▶ **Task statement**: If a line in the records below contains the word "boom", copy it out.

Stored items

= = = = =

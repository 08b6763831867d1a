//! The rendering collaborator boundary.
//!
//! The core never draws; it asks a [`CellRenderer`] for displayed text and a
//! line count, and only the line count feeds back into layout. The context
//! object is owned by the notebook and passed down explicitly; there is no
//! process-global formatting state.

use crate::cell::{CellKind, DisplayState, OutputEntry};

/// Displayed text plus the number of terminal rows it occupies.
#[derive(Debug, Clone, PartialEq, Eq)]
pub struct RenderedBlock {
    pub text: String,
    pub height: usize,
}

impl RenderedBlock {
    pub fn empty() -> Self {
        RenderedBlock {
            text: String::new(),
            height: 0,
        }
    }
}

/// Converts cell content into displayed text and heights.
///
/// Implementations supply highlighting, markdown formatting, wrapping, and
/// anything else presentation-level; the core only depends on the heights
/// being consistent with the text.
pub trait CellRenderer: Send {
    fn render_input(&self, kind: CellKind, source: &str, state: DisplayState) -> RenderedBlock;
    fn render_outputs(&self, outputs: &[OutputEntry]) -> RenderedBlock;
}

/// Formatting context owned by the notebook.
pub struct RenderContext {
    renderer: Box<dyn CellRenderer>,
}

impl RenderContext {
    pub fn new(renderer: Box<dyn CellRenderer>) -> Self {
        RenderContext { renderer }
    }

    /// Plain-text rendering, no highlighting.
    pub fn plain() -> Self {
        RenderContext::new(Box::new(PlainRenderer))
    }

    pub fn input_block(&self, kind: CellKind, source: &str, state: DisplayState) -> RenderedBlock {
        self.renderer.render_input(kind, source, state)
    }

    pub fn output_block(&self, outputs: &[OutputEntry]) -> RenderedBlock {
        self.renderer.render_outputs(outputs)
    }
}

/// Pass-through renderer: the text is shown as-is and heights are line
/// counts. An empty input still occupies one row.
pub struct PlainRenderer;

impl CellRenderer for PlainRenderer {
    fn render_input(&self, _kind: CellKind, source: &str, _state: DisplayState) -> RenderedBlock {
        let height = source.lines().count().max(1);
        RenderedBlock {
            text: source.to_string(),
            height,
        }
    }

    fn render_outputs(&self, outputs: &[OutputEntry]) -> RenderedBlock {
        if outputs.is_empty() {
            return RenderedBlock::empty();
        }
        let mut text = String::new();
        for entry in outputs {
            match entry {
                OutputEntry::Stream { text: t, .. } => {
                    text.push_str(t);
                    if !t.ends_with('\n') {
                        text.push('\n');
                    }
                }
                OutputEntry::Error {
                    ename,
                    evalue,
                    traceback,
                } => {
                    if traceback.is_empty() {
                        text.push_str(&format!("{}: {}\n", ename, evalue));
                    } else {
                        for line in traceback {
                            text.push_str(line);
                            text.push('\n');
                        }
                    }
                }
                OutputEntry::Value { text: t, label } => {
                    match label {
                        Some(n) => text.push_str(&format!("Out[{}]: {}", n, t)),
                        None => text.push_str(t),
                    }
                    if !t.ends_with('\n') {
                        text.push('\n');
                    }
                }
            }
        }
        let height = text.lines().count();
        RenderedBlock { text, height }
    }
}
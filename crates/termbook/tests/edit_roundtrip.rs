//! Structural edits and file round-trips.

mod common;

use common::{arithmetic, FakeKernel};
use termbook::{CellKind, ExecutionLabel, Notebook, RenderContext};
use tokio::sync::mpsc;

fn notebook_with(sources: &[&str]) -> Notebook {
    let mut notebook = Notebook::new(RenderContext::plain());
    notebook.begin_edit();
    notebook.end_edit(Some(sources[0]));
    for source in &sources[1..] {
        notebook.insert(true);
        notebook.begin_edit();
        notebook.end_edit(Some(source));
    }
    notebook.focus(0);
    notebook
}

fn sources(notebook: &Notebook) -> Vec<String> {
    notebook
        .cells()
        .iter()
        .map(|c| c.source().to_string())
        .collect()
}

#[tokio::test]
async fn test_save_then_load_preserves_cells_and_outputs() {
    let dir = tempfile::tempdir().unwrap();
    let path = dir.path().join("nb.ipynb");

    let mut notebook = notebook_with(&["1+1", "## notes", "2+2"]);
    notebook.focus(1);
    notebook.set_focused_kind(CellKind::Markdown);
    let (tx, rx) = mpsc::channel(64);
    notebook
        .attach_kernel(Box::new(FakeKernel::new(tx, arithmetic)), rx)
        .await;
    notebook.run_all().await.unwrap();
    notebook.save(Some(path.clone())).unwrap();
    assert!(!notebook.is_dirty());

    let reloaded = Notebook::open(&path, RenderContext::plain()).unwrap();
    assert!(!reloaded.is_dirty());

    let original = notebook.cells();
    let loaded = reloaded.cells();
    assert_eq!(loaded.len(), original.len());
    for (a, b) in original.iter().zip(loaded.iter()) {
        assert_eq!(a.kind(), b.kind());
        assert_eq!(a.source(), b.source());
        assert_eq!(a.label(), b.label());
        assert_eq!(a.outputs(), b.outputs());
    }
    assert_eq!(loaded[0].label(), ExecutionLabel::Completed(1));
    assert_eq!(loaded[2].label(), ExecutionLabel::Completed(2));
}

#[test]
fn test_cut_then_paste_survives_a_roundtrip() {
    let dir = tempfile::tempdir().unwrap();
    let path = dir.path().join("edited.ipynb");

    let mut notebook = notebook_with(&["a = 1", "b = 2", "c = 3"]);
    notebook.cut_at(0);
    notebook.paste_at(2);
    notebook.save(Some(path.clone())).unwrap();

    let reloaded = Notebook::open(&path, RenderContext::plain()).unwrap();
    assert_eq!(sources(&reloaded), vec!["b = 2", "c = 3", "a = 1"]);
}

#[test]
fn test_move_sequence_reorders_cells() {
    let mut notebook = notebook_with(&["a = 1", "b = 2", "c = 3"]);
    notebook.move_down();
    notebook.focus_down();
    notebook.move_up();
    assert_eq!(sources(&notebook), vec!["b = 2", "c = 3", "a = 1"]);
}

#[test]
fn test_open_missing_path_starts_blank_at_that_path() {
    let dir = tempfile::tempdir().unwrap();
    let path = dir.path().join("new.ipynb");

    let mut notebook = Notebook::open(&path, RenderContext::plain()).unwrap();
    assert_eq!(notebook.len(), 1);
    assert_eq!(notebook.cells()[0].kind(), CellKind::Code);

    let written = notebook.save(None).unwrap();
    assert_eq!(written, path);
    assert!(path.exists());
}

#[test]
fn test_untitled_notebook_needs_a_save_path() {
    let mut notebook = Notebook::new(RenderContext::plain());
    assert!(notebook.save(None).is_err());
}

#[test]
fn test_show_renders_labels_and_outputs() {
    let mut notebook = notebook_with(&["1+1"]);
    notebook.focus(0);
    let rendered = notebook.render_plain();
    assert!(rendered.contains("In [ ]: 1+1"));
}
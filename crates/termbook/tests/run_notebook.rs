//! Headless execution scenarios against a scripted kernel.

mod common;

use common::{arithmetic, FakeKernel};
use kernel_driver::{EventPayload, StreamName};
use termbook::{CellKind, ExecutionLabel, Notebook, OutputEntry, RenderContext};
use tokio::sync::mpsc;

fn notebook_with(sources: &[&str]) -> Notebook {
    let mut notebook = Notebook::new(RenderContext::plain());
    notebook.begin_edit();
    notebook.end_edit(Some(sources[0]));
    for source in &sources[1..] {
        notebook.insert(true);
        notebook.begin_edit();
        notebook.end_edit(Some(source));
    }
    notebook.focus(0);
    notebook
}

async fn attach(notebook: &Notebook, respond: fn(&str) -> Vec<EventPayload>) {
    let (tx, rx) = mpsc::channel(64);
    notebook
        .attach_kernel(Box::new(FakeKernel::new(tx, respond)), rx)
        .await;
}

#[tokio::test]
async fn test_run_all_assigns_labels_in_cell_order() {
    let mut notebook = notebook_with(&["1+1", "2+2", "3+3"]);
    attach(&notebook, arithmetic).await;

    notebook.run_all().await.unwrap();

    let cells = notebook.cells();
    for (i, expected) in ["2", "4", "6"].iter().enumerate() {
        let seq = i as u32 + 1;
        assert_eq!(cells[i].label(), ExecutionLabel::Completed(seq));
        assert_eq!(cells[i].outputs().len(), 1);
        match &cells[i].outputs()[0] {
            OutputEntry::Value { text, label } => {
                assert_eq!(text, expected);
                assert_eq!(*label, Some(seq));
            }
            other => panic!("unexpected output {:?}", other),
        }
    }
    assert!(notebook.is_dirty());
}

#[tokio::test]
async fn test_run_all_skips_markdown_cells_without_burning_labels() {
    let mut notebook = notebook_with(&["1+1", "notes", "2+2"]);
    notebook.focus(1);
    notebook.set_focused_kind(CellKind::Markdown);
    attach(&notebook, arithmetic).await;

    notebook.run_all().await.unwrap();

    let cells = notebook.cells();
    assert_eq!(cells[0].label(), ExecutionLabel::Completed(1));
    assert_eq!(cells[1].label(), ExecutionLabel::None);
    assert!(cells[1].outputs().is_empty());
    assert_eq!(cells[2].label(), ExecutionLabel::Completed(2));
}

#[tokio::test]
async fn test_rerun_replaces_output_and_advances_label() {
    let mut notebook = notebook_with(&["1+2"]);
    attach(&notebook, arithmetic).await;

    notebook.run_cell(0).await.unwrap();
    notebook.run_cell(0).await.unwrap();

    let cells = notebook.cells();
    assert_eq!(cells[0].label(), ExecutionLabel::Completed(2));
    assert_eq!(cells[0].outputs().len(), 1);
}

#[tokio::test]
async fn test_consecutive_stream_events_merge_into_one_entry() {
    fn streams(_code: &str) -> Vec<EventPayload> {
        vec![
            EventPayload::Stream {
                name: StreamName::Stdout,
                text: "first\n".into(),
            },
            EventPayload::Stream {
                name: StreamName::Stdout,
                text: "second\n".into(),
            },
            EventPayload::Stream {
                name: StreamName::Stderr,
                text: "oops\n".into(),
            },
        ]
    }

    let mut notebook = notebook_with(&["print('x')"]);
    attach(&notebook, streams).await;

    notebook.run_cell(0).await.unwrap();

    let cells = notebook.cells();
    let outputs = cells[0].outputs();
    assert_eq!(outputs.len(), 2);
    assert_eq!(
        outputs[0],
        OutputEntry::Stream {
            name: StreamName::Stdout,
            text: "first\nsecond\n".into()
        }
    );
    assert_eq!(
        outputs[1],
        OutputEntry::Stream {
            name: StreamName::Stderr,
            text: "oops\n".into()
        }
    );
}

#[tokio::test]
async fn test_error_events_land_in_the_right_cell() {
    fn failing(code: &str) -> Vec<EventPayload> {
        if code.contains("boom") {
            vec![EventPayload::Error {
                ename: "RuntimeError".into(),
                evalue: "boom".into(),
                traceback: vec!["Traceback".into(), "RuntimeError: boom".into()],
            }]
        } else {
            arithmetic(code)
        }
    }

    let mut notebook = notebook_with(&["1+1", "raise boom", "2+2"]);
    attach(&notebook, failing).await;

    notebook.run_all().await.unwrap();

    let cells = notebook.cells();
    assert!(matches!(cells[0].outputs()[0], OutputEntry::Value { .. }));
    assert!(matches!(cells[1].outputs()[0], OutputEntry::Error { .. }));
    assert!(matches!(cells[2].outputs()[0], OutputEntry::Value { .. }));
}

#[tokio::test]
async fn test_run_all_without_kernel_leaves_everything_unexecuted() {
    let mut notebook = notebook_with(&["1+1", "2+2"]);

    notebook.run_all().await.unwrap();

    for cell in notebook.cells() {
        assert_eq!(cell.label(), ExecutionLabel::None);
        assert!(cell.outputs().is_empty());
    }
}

= = = = =

▶ **Output of the task**:
        if code.contains("boom") {
                evalue: "boom".into(),
                traceback: vec!["Traceback".into(), "RuntimeError: boom".into()],
    let mut notebook = notebook_with(&["1+1", "raise boom", "2+2"]);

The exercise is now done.